The legislative intent is not free from doubt, but we are constrained to believe, after careful consideration, that the two provisions as to the payment of the bonds can stand together. They are both contained in the same section as amended. It had been three times enacted that the bonds should all be payable at the expiration of thirty years, the last enactment being about a month previous to the act of May 12, and provision was made for a sinking fund to redeem the bonds at the expiration of the period of thirty years, which remained unrepealed by the last amendment. The two provisions as to the time of payment must be permitted to stand, if they can; and it is plain that they can.
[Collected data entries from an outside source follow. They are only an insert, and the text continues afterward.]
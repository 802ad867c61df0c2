// SPDX-License-Identifier: AGPL-3.0-only
//! Plain BEP-20 fungible token.
//!
//! Used directly for untaxed assets (LP tokens held by the locker) and as the
//! balance/allowance core that [`crate::token::NeonToken`] builds its transfer
//! rule on top of.

use crate::address::Address;
use crate::error::{NeonError, Result};
use crate::event::NeonEvent;
use crate::tx::{Transactional, UndoLog};
use crate::u128_str;
use serde::{Deserialize, Serialize};
use std::collections::BTreeMap;

/// Anything the locker can hold and release.
pub trait Fungible {
    /// Contract address of the token.
    fn address(&self) -> Address;
    fn balance_of(&self, account: &Address) -> u128;
    /// Caller-authenticated transfer, all-or-nothing.
    fn transfer(&mut self, caller: &Address, to: &Address, amount: u128) -> Result<()>;
}

#[derive(Debug, Clone, PartialEq, Eq, Serialize, Deserialize)]
pub struct TokenMetadata {
    pub name: String,
    pub symbol: String,
    pub decimals: u8,
}

#[derive(Debug, Clone, Serialize, Deserialize)]
pub struct Bep20Token {
    address: Address,
    metadata: TokenMetadata,
    #[serde(with = "u128_str")]
    total_supply: u128,
    balances: BTreeMap<Address, u128>,
    /// owner → spender → remaining
    allowances: BTreeMap<Address, BTreeMap<Address, u128>>,
    #[serde(default)]
    events: Vec<NeonEvent>,
    #[serde(skip)]
    undo: UndoLog<Bep20Undo>,
}

/// Prior value of one overwritten slot.
#[derive(Debug, Clone)]
enum Bep20Undo {
    Balance(Address, Option<u128>),
    Allowance {
        owner: Address,
        spender: Address,
        previous: Option<u128>,
    },
    TotalSupply(u128),
}

#[derive(Debug, Clone, Copy)]
pub struct Bep20Checkpoint {
    undo: usize,
    events: usize,
}

impl Transactional for Bep20Token {
    type Checkpoint = Bep20Checkpoint;

    fn checkpoint(&mut self) -> Bep20Checkpoint {
        Bep20Checkpoint {
            undo: self.undo.begin(),
            events: self.events.len(),
        }
    }

    fn commit(&mut self, _: Bep20Checkpoint) {
        self.undo.commit();
    }

    fn rollback(&mut self, checkpoint: Bep20Checkpoint) {
        for entry in self.undo.unwind(checkpoint.undo) {
            match entry {
                Bep20Undo::Balance(account, Some(previous)) => {
                    self.balances.insert(account, previous);
                }
                Bep20Undo::Balance(account, None) => {
                    self.balances.remove(&account);
                }
                Bep20Undo::Allowance {
                    owner,
                    spender,
                    previous,
                } => {
                    let spenders = self.allowances.entry(owner).or_default();
                    match previous {
                        Some(amount) => {
                            spenders.insert(spender, amount);
                        }
                        None => {
                            spenders.remove(&spender);
                        }
                    }
                    if spenders.is_empty() {
                        self.allowances.remove(&owner);
                    }
                }
                Bep20Undo::TotalSupply(previous) => self.total_supply = previous,
            }
        }
        self.events.truncate(checkpoint.events);
    }
}

impl Bep20Token {
    /// Empty token with zero supply.
    pub fn new(address: Address, metadata: TokenMetadata) -> Self {
        Self {
            address,
            metadata,
            total_supply: 0,
            balances: BTreeMap::new(),
            allowances: BTreeMap::new(),
            events: Vec::new(),
            undo: UndoLog::default(),
        }
    }

    /// Token whose whole initial supply is minted to `holder`.
    pub fn with_initial_supply(
        address: Address,
        metadata: TokenMetadata,
        holder: Address,
        supply: u128,
    ) -> Result<Self> {
        let mut token = Self::new(address, metadata);
        token.mint(&holder, supply)?;
        Ok(token)
    }

    pub fn address(&self) -> Address {
        self.address
    }

    pub fn metadata(&self) -> &TokenMetadata {
        &self.metadata
    }

    pub fn total_supply(&self) -> u128 {
        self.total_supply
    }

    pub fn balance_of(&self, account: &Address) -> u128 {
        self.balances.get(account).copied().unwrap_or(0)
    }

    pub fn allowance(&self, owner: &Address, spender: &Address) -> u128 {
        self.allowances
            .get(owner)
            .and_then(|m| m.get(spender))
            .copied()
            .unwrap_or(0)
    }

    /// Every account with a recorded balance, in address order.
    pub fn balances(&self) -> impl Iterator<Item = (&Address, &u128)> {
        self.balances.iter()
    }

    pub fn events(&self) -> &[NeonEvent] {
        &self.events
    }

    /// Sum of every balance; equals `total_supply` in a consistent ledger.
    pub fn balance_sum(&self) -> u128 {
        self.balances
            .values()
            .fold(0u128, |acc, b| acc.saturating_add(*b))
    }

    /// Supply invariant: balances sum to total supply.
    pub fn audit_supply(&self) -> Result<()> {
        let sum = self.balance_sum();
        if sum != self.total_supply {
            return Err(NeonError::SupplyMismatch {
                token: self.address,
                sum,
                supply: self.total_supply,
            });
        }
        Ok(())
    }

    pub fn transfer(&mut self, caller: &Address, to: &Address, amount: u128) -> Result<()> {
        self.transact(|t| t.move_balance(caller, to, amount))
    }

    pub fn approve(&mut self, caller: &Address, spender: &Address, amount: u128) -> Result<()> {
        self.transact(|t| t.set_allowance(caller, spender, amount))
    }

    pub fn increase_allowance(
        &mut self,
        caller: &Address,
        spender: &Address,
        added: u128,
    ) -> Result<()> {
        self.transact(|t| {
            let current = t.allowance(caller, spender);
            let next = current
                .checked_add(added)
                .ok_or(NeonError::Overflow("allowance"))?;
            t.set_allowance(caller, spender, next)
        })
    }

    pub fn decrease_allowance(
        &mut self,
        caller: &Address,
        spender: &Address,
        subtracted: u128,
    ) -> Result<()> {
        self.transact(|t| {
            let current = t.allowance(caller, spender);
            let next = current
                .checked_sub(subtracted)
                .ok_or(NeonError::InsufficientAllowance {
                    available: current,
                    required: subtracted,
                })?;
            t.set_allowance(caller, spender, next)
        })
    }

    pub fn transfer_from(
        &mut self,
        caller: &Address,
        from: &Address,
        to: &Address,
        amount: u128,
    ) -> Result<()> {
        self.transact(|t| {
            t.spend_allowance(from, caller, amount)?;
            t.move_balance(from, to, amount)
        })
    }

    // ── primitives: not transactional, callers wrap them ──

    pub(crate) fn push_event(&mut self, event: NeonEvent) {
        self.events.push(event);
    }

    pub(crate) fn ensure_balance(&self, account: &Address, amount: u128) -> Result<()> {
        let available = self.balance_of(account);
        if available < amount {
            return Err(NeonError::InsufficientBalance {
                available,
                required: amount,
            });
        }
        Ok(())
    }

    pub(crate) fn mint(&mut self, to: &Address, amount: u128) -> Result<()> {
        if to.is_zero() {
            return Err(NeonError::zero_address("mint to"));
        }
        let supply = self
            .total_supply
            .checked_add(amount)
            .ok_or(NeonError::Overflow("total supply"))?;
        self.undo.record(Bep20Undo::TotalSupply(self.total_supply));
        self.total_supply = supply;
        self.credit(to, amount)?;
        self.push_event(NeonEvent::Transfer {
            from: Address::ZERO,
            to: *to,
            amount,
        });
        Ok(())
    }

    /// Debit `from`, credit `to`, log a Transfer.
    pub(crate) fn move_balance(&mut self, from: &Address, to: &Address, amount: u128) -> Result<()> {
        if from.is_zero() {
            return Err(NeonError::zero_address("transfer from"));
        }
        if to.is_zero() {
            return Err(NeonError::zero_address("transfer to"));
        }
        self.ensure_balance(from, amount)?;
        self.debit(from, amount)?;
        self.credit(to, amount)?;
        self.push_event(NeonEvent::Transfer {
            from: *from,
            to: *to,
            amount,
        });
        Ok(())
    }

    pub(crate) fn set_allowance(
        &mut self,
        owner: &Address,
        spender: &Address,
        amount: u128,
    ) -> Result<()> {
        if owner.is_zero() {
            return Err(NeonError::zero_address("approve from"));
        }
        if spender.is_zero() {
            return Err(NeonError::zero_address("approve to"));
        }
        let previous = self
            .allowances
            .entry(*owner)
            .or_default()
            .insert(*spender, amount);
        self.undo.record(Bep20Undo::Allowance {
            owner: *owner,
            spender: *spender,
            previous,
        });
        self.push_event(NeonEvent::Approval {
            owner: *owner,
            spender: *spender,
            amount,
        });
        Ok(())
    }

    pub(crate) fn spend_allowance(
        &mut self,
        owner: &Address,
        spender: &Address,
        amount: u128,
    ) -> Result<()> {
        let available = self.allowance(owner, spender);
        let remaining = available
            .checked_sub(amount)
            .ok_or(NeonError::InsufficientAllowance {
                available,
                required: amount,
            })?;
        self.set_allowance(owner, spender, remaining)
    }

    fn debit(&mut self, account: &Address, amount: u128) -> Result<()> {
        let available = self.balance_of(account);
        let next = available
            .checked_sub(amount)
            .ok_or(NeonError::InsufficientBalance {
                available,
                required: amount,
            })?;
        self.write_balance(account, next);
        Ok(())
    }

    fn credit(&mut self, account: &Address, amount: u128) -> Result<()> {
        let next = self
            .balance_of(account)
            .checked_add(amount)
            .ok_or(NeonError::Overflow("balance"))?;
        self.write_balance(account, next);
        Ok(())
    }

    fn write_balance(&mut self, account: &Address, value: u128) {
        let previous = self.balances.insert(*account, value);
        self.undo.record(Bep20Undo::Balance(*account, previous));
    }

    /// Undo entries held for open checkpoints; zero between operations.
    pub fn pending_undo(&self) -> usize {
        self.undo.pending()
    }
}

impl Fungible for Bep20Token {
    fn address(&self) -> Address {
        self.address
    }

    fn balance_of(&self, account: &Address) -> u128 {
        Bep20Token::balance_of(self, account)
    }

    fn transfer(&mut self, caller: &Address, to: &Address, amount: u128) -> Result<()> {
        Bep20Token::transfer(self, caller, to, amount)
    }
}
The commissioners could still make the bonds payable at the expiration of thirty years, but if they elected to make them payable in less than thirty years, then they were required to be so arranged that not more than the ten per cent should become due and payable in any one year. In this way full effect can be given to all parts of the section as amended.
We conclude, therefore, that the judgment should be affirmed.
All concur, except DANFORTH, J., taking no part.